Мучительно было встречаться с Белым в Берлине. По многим причинам он был еще растеряннее, чем обычно. Чтобы заглушить очень сложные и мучительные огорчения и сомнения, Белый пустился плясать фокстроты. Причины этих его увлечений танцами были многим понятны, и никому не приходило бы в голову смеяться, если бы он не пытался объяснить свое «веселье» какими-то высшими соображениями.
По словам Блока, Вячеслав Иванов, чтобы повернуться на стуле, должен был обязательно как-то по-особому объяснить свое движение.
О Белом сказать то же самое было бы еще справедливее. В этом мне пришлось удостовериться в Берлине.
В двух залах танцуют. За грохотом джазбанда едва слышь слова собеседника.
Мелькают лица солидных толстяков, оттанцовывающих фокстрот, проносятся фигуры женщин: типичные берлинские фигуры могучих Амалий и Марихен.
Внезапно в толпу танцующих из соседнего маленького зала входит, почти вбегает странный человек с лицом безумным и вдохновенным.

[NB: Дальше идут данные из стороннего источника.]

// Copyright (c) 2025 Dimitris Kafetzis
//
// Licensed under the MIT License.
// See LICENSE file in the project root for full license information.
//
// SPDX-License-Identifier: MIT

//! Sparse byte ranges backed by pool blocks.
//!
//! An [`Extent`] maps a logical byte range onto blocks, allocating one only
//! when a write first touches its slot. Untouched slots read as zeros.

use crate::{BlockPool, BlockRef, PoolError, BLOCK_SIZE};
use std::collections::BTreeMap;
use std::sync::Arc;

/// A growable byte range stored in device blocks.
///
/// # Example
/// ```
/// use std::sync::Arc;
/// use block_pool::{BlockPool, Extent, BLOCK_SIZE};
/// use compute_backend::SimulatedBackend;
///
/// let pool = BlockPool::new(Arc::new(SimulatedBackend::single(4 * BLOCK_SIZE)));
/// pool.increase_pool(4 * BLOCK_SIZE).unwrap();
///
/// let mut extent = Extent::new(pool.clone());
/// extent.write(BLOCK_SIZE - 2, b"span").unwrap();
/// assert_eq!(extent.block_count(), 2);
///
/// let mut out = [0u8; 4];
/// assert_eq!(extent.read(BLOCK_SIZE - 2, &mut out).unwrap(), 4);
/// assert_eq!(&out, b"span");
/// ```
pub struct Extent {
    pool: BlockPool,
    /// Keyed by block index (`offset / BLOCK_SIZE`).
    blocks: BTreeMap<usize, BlockRef>,
    len: usize,
    last_written: Option<BlockRef>,
}

impl Extent {
    /// Creates an empty extent drawing blocks from `pool`.
    pub fn new(pool: BlockPool) -> Self {
        Self {
            pool,
            blocks: BTreeMap::new(),
            len: 0,
            last_written: None,
        }
    }

    /// Logical length in bytes.
    pub fn len(&self) -> usize {
        self.len
    }

    /// Whether the logical length is zero.
    pub fn is_empty(&self) -> bool {
        self.len == 0
    }

    /// Number of blocks currently held.
    pub fn block_count(&self) -> usize {
        self.blocks.len()
    }

    /// The pool blocks are drawn from.
    pub fn pool(&self) -> &BlockPool {
        &self.pool
    }

    /// Writes `data` at `offset`, waiting for every transfer to complete.
    ///
    /// Returns the number of bytes written. When the pool runs dry midway,
    /// the bytes that did fit stay written, the length grows to cover them,
    /// and [`PoolError::Exhausted`] reports how far the write got.
    pub fn write(&mut self, offset: usize, data: &[u8]) -> Result<usize, PoolError> {
        self.write_inner(offset, data, true)
    }

    /// Like [`write`](Self::write) but returns once all transfers are
    /// enqueued. Call [`sync`](Self::sync) to wait for them.
    pub fn write_async(&mut self, offset: usize, data: &[u8]) -> Result<usize, PoolError> {
        self.write_inner(offset, data, false)
    }

    /// Reads into `dst` starting at `offset` and returns the bytes read.
    ///
    /// The read stops at the logical length; reading at or past it returns 0.
    pub fn read(&self, offset: usize, dst: &mut [u8]) -> Result<usize, PoolError> {
        if offset >= self.len {
            return Ok(0);
        }
        let total = dst.len().min(self.len - offset);

        let mut done = 0;
        while done < total {
            let pos = offset + done;
            let within = pos % BLOCK_SIZE;
            let chunk = (BLOCK_SIZE - within).min(total - done);
            let out = &mut dst[done..done + chunk];

            match self.blocks.get(&(pos / BLOCK_SIZE)) {
                Some(block) => block.read(within, out)?,
                None => out.fill(0),
            }
            done += chunk;
        }

        Ok(total)
    }

    /// Waits for every write issued through this extent.
    pub fn sync(&self) -> Result<(), PoolError> {
        // The queue is in order, so the latest write completing covers the rest.
        match &self.last_written {
            Some(block) => block.sync(),
            None => Ok(()),
        }
    }

    /// Sets the logical length.
    ///
    /// Shrinking returns blocks that lie wholly past the new end to the pool
    /// and zeroes the cut-off tail of the last block kept, so growing again
    /// reads zeros. Growing only moves the length.
    pub fn truncate(&mut self, new_len: usize) -> Result<(), PoolError> {
        if new_len < self.len {
            self.sync()?;
            self.last_written = None;

            let keep = new_len.div_ceil(BLOCK_SIZE);
            let released = self.blocks.split_off(&keep).len();

            let within = new_len % BLOCK_SIZE;
            let index = new_len / BLOCK_SIZE;
            if within != 0 {
                if let Some(block) = self.blocks.get(&index) {
                    let old_end = (self.len - index * BLOCK_SIZE).min(BLOCK_SIZE);
                    block.write(within, &vec![0u8; old_end - within])?;
                }
            }

            tracing::debug!(new_len, released, "extent truncated");
        }

        self.len = new_len;
        Ok(())
    }

    /// Truncates to zero, returning every block to the pool.
    pub fn clear(&mut self) -> Result<(), PoolError> {
        self.truncate(0)
    }

    fn write_inner(
        &mut self,
        offset: usize,
        data: &[u8],
        blocking: bool,
    ) -> Result<usize, PoolError> {
        if offset.checked_add(data.len()).is_none() {
            return Err(PoolError::OffsetOverflow {
                offset,
                len: data.len(),
            });
        }

        let mut written = 0;

        while written < data.len() {
            let pos = offset + written;
            let index = pos / BLOCK_SIZE;
            let within = pos % BLOCK_SIZE;
            let chunk = (BLOCK_SIZE - within).min(data.len() - written);

            let block = match self.blocks.get(&index).cloned() {
                Some(block) => block,
                None => match self.pool.allocate() {
                    Some(block) => {
                        self.blocks.insert(index, Arc::clone(&block));
                        block
                    }
                    None => break,
                },
            };

            let piece = &data[written..written + chunk];
            if blocking {
                block.write(within, piece)?;
            } else {
                block.write_async(within, piece)?;
            }
            self.last_written = Some(block);
            written += chunk;
        }

        if written > 0 {
            self.len = self.len.max(offset + written);
        }

        if written < data.len() {
            tracing::warn!(
                offset,
                written,
                requested = data.len(),
                "extent write ran out of blocks"
            );
            return Err(PoolError::Exhausted {
                written,
                requested: data.len(),
            });
        }
        Ok(written)
    }
}

impl std::fmt::Debug for Extent {
    fn fmt(&self, f: &mut std::fmt::Formatter<'_>) -> std::fmt::Result {
        f.debug_struct("Extent")
            .field("len", &self.len)
            .field("blocks", &self.blocks.len())
            .finish()
    }
}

Его длинные полуседые волосы вьются вокруг большой лысины, он разгорячен и бежит к буфету, наклоняясь вперед всем телом и головой и улыбаясь своей медовой, чуть-чуть сумасшедшей улыбкой.
Не успевает он пристроиться к буфетной стойке, как рядом с ним появляются две Марихен. Они хватают его с двух сторон за руки и кричат:
– Herr Professor, Herr Professor, aber kommen sie doch tanzen…[82]82
Господин профессор, господин профессор, пойдемте танцевать… (нем.).
[Закрыть]
Белый (это он), не успевая освежиться лимонадом, вновь бежит танцевать.
По дороге он замечает наш столик и, на минуту оставив Марихен, присаживается к нам.
– Удивляетесь, что я танцую? – спрашивает он.
– Да нет, нисколько, это вполне естественно.
– Может быть, но я полюбил эти танцы, потому что в них дикий зов древности, разрывы времен, вы понимаете?
Ничего у Белого не просто. В самом деле, и на стуле не может повернуться просто так, чтобы повернуться. Непременно по самым высоким соображениям.
Белого можно бы назвать олицетворением переходной эпохи. Он успевает всего коснуться, но не успевает быть хозяином одной какой-либо идеи, одного чувства.
Все мелькает перед ним и в нем. Он излишком многих; понимает, слишком многому сочувствует: всюду умеет оставить частицу своего «я», но собрать в одно целое разбросанные и разрозненные частицы этого «я» ему не удается.
Футуристы учились у Белого.
Формалисты обязаны ему своим существованием.
Стилистические новшества нынешних Пильняков – подражание Белому.
Но разве не трагична судьба большого писателя, творчество которого стало материалом для новых поколений?